TASK MATERIAL Start Marker

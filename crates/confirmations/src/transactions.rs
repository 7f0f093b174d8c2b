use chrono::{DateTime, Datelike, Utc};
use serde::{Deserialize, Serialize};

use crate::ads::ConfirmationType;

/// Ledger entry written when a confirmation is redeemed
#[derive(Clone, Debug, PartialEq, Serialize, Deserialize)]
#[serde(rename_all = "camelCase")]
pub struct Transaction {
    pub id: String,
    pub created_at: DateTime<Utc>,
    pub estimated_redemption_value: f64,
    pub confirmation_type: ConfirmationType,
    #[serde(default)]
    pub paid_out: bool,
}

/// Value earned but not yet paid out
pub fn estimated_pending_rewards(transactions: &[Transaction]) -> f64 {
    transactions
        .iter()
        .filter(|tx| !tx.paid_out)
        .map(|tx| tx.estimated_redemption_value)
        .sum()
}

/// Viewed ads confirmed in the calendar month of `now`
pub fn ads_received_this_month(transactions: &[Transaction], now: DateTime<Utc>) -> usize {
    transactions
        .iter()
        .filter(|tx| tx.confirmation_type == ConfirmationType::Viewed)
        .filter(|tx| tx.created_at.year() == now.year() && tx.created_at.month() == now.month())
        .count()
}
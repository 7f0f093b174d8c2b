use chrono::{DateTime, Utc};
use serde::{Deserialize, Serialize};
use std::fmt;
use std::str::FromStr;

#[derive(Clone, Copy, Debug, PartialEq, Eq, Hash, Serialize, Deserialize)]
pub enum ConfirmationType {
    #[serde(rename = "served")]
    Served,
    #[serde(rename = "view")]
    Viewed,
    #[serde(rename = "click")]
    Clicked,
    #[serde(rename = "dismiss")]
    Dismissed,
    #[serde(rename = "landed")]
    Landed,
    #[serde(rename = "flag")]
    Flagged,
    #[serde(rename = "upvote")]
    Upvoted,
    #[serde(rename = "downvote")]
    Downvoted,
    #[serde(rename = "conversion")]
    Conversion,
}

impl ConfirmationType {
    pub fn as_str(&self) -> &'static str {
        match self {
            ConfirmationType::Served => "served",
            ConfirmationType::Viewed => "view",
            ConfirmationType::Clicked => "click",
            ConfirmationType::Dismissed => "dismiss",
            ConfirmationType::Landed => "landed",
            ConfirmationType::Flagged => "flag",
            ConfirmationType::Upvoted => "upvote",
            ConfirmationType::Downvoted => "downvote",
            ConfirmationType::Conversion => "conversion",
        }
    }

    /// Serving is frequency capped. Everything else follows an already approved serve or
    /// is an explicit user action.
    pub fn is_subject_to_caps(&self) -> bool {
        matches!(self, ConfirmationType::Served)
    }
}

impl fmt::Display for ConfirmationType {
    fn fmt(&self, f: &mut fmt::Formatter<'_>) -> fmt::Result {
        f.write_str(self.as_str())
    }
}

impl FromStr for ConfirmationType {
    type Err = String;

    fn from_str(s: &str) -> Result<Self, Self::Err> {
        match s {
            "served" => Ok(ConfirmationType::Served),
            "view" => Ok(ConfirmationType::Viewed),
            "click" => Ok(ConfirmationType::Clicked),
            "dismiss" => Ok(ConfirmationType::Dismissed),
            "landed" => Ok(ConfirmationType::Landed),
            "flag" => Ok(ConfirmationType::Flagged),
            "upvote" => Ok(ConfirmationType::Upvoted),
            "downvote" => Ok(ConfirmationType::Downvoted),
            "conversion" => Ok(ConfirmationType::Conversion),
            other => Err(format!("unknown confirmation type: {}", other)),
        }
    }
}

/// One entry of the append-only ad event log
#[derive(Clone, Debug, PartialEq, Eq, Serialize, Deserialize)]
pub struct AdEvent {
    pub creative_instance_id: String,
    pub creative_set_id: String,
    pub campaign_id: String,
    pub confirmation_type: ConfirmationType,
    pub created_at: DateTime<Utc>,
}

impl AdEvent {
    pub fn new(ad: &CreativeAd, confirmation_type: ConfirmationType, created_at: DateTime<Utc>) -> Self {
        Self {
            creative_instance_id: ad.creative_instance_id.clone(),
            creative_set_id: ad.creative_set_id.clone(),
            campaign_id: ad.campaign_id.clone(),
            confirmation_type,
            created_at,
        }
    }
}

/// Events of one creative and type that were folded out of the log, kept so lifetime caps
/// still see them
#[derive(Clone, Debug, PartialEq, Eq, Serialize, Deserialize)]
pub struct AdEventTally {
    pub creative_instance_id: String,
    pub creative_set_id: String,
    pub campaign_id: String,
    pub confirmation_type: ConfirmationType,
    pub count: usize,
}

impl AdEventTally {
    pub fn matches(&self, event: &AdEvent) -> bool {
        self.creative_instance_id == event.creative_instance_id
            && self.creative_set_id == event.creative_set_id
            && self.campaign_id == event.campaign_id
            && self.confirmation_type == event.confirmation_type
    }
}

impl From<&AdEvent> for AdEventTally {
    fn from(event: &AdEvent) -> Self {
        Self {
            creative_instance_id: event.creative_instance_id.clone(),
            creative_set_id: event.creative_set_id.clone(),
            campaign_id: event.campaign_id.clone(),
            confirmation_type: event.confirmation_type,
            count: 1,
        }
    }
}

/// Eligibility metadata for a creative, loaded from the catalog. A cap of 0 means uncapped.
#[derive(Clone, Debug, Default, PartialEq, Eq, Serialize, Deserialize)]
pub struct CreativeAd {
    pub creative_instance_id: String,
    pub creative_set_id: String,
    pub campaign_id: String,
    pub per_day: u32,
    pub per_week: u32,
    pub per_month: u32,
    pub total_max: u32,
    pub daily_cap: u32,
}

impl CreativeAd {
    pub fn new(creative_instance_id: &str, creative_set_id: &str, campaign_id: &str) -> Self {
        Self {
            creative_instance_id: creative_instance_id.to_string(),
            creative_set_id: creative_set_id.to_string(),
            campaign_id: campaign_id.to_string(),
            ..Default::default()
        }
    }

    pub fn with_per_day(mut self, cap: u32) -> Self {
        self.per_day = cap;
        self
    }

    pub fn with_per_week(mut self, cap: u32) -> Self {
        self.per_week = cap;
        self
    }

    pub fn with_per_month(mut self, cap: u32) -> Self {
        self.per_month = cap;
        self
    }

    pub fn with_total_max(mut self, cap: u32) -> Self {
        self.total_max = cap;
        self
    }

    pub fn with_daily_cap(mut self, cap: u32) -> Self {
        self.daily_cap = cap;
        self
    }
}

TASK MATERIAL End Marker

## [ACTION ITEM]
Every entry, from first to last, is to be reproduced exactly.

## [RESPONSE TO THIS EXERCISE]
filename crates/confirmations/src/transactions.rs
repository 7f0f093b174d8c2b
use chrono::{DateTime, Datelike, Utc};
use serde::{Deserialize, Serialize};

use crate::ads::ConfirmationType;

/// Ledger entry written when a confirmation is redeemed
#[derive(Clone, Debug, PartialEq, Serialize, Deserialize)]
#[serde(rename_all = "camelCase")]
pub struct Transaction {
    pub id: String,
    pub created_at: DateTime<Utc>,
    pub estimated_redemption_value: f64,
    pub confirmation_type: ConfirmationType,
    #[serde(default)]
    pub paid_out: bool,
}

/// Value earned but not yet paid out
pub fn estimated_pending_rewards(transactions: &[Transaction]) -> f64 {
    transactions
        .iter()
        .filter(|tx| !tx.paid_out)
        .map(|tx| tx.estimated_redemption_value)
        .sum()
}

/// Viewed ads confirmed in the calendar month of `now`
pub fn ads_received_this_month(transactions: &[Transaction], now: DateTime<Utc>) -> usize {
    transactions
        .iter()
        .filter(|tx| tx.confirmation_type == ConfirmationType::Viewed)
        .filter(|tx| tx.created_at.year() == now.year() && tx.created_at.month() == now.month())
        .count()
}
repository 7f0f093b174d8c2b
use chrono::{DateTime, Utc};
use serde::{Deserialize, Serialize};
use std::fmt;
use std::str::FromStr;

#[derive(Clone, Copy, Debug, PartialEq, Eq, Hash, Serialize, Deserialize)]
pub enum ConfirmationType {
    #[serde(rename = "served")]
    Served,
    #[serde(rename = "view")]
    Viewed,
    #[serde(rename = "click")]
    Clicked,
    #[serde(rename = "dismiss")]
    Dismissed,
    #[serde(rename = "landed")]
    Landed,
    #[serde(rename = "flag")]
    Flagged,
    #[serde(rename = "upvote")]
    Upvoted,
    #[serde(rename = "downvote")]
    Downvoted,
    #[serde(rename = "conversion")]
    Conversion,
}

impl ConfirmationType {
    pub fn as_str(&self) -> &'static str {
        match self {
            ConfirmationType::Served => "served",
            ConfirmationType::Viewed => "view",
            ConfirmationType::Clicked => "click",
            ConfirmationType::Dismissed => "dismiss",
            ConfirmationType::Landed => "landed",
            ConfirmationType::Flagged => "flag",
            ConfirmationType::Upvoted => "upvote",
            ConfirmationType::Downvoted => "downvote",
            ConfirmationType::Conversion => "conversion",
        }
    }

    /// Serving is frequency capped. Everything else follows an already approved serve or
    /// is an explicit user action.
    pub fn is_subject_to_caps(&self) -> bool {
        matches!(self, ConfirmationType::Served)
    }
}

impl fmt::Display for ConfirmationType {
    fn fmt(&self, f: &mut fmt::Formatter<'_>) -> fmt::Result {
        f.write_str(self.as_str())
    }
}

impl FromStr for ConfirmationType {
    type Err = String;

    fn from_str(s: &str) -> Result<Self, Self::Err> {
        match s {
            "served" => Ok(ConfirmationType::Served),
            "view" => Ok(ConfirmationType::Viewed),
            "click" => Ok(ConfirmationType::Clicked),
            "dismiss" => Ok(ConfirmationType::Dismissed),
            "landed" => Ok(ConfirmationType::Landed),
            "flag" => Ok(ConfirmationType::Flagged),
            "upvote" => Ok(ConfirmationType::Upvoted),
            "downvote" => Ok(ConfirmationType::Downvoted),
            "conversion" => Ok(ConfirmationType::Conversion),
            other => Err(format!("unknown confirmation type: {}", other)),
        }
    }
}

/// One entry of the append-only ad event log
#[derive(Clone, Debug, PartialEq, Eq, Serialize, Deserialize)]
pub struct AdEvent {
    pub creative_instance_id: String,
    pub creative_set_id: String,
    pub campaign_id: String,
    pub confirmation_type: ConfirmationType,
    pub created_at: DateTime<Utc>,
}

impl AdEvent {
    pub fn new(ad: &CreativeAd, confirmation_type: ConfirmationType, created_at: DateTime<Utc>) -> Self {
        Self {
            creative_instance_id: ad.creative_instance_id.clone(),
            creative_set_id: ad.creative_set_id.clone(),
            campaign_id: ad.campaign_id.clone(),
            confirmation_type,
            created_at,
        }
    }
}

/// Events of one creative and type that were folded out of the log, kept so lifetime caps
/// still see them
#[derive(Clone, Debug, PartialEq, Eq, Serialize, Deserialize)]
pub struct AdEventTally {
    pub creative_instance_id: String,
    pub creative_set_id: String,
    pub campaign_id: String,
    pub confirmation_type: ConfirmationType,
    pub count: usize,
}

impl AdEventTally {
    pub fn matches(&self, event: &AdEvent) -> bool {
        self.creative_instance_id == event.creative_instance_id
            && self.creative_set_id == event.creative_set_id
            && self.campaign_id == event.campaign_id
            && self.confirmation_type == event.confirmation_type
    }
}

impl From<&AdEvent> for AdEventTally {
    fn from(event: &AdEvent) -> Self {
        Self {
            creative_instance_id: event.creative_instance_id.clone(),
            creative_set_id: event.creative_set_id.clone(),
            campaign_id: event.campaign_id.clone(),
            confirmation_type: event.confirmation_type,
            count: 1,
        }
    }
}

/// Eligibility metadata for a creative, loaded from the catalog. A cap of 0 means uncapped.
#[derive(Clone, Debug, Default, PartialEq, Eq, Serialize, Deserialize)]
pub struct CreativeAd {
    pub creative_instance_id: String,
    pub creative_set_id: String,
    pub campaign_id: String,
    pub per_day: u32,
    pub per_week: u32,
    pub per_month: u32,
    pub total_max: u32,
    pub daily_cap: u32,
}

impl CreativeAd {
    pub fn new(creative_instance_id: &str, creative_set_id: &str, campaign_id: &str) -> Self {
        Self {
            creative_instance_id: creative_instance_id.to_string(),
            creative_set_id: creative_set_id.to_string(),
            campaign_id: campaign_id.to_string(),
            ..Default::default()
        }
    }

    pub fn with_per_day(mut self, cap: u32) -> Self {
        self.per_day = cap;
        self
    }

    pub fn with_per_week(mut self, cap: u32) -> Self {
        self.per_week = cap;
        self
    }

    pub fn with_per_month(mut self, cap: u32) -> Self {
        self.per_month = cap;
        self
    }

    pub fn with_total_max(mut self, cap: u32) -> Self {
        self.total_max = cap;
        self
    }

    pub fn with_daily_cap(mut self, cap: u32) -> Self {
        self.daily_cap = cap;
        self
    }
}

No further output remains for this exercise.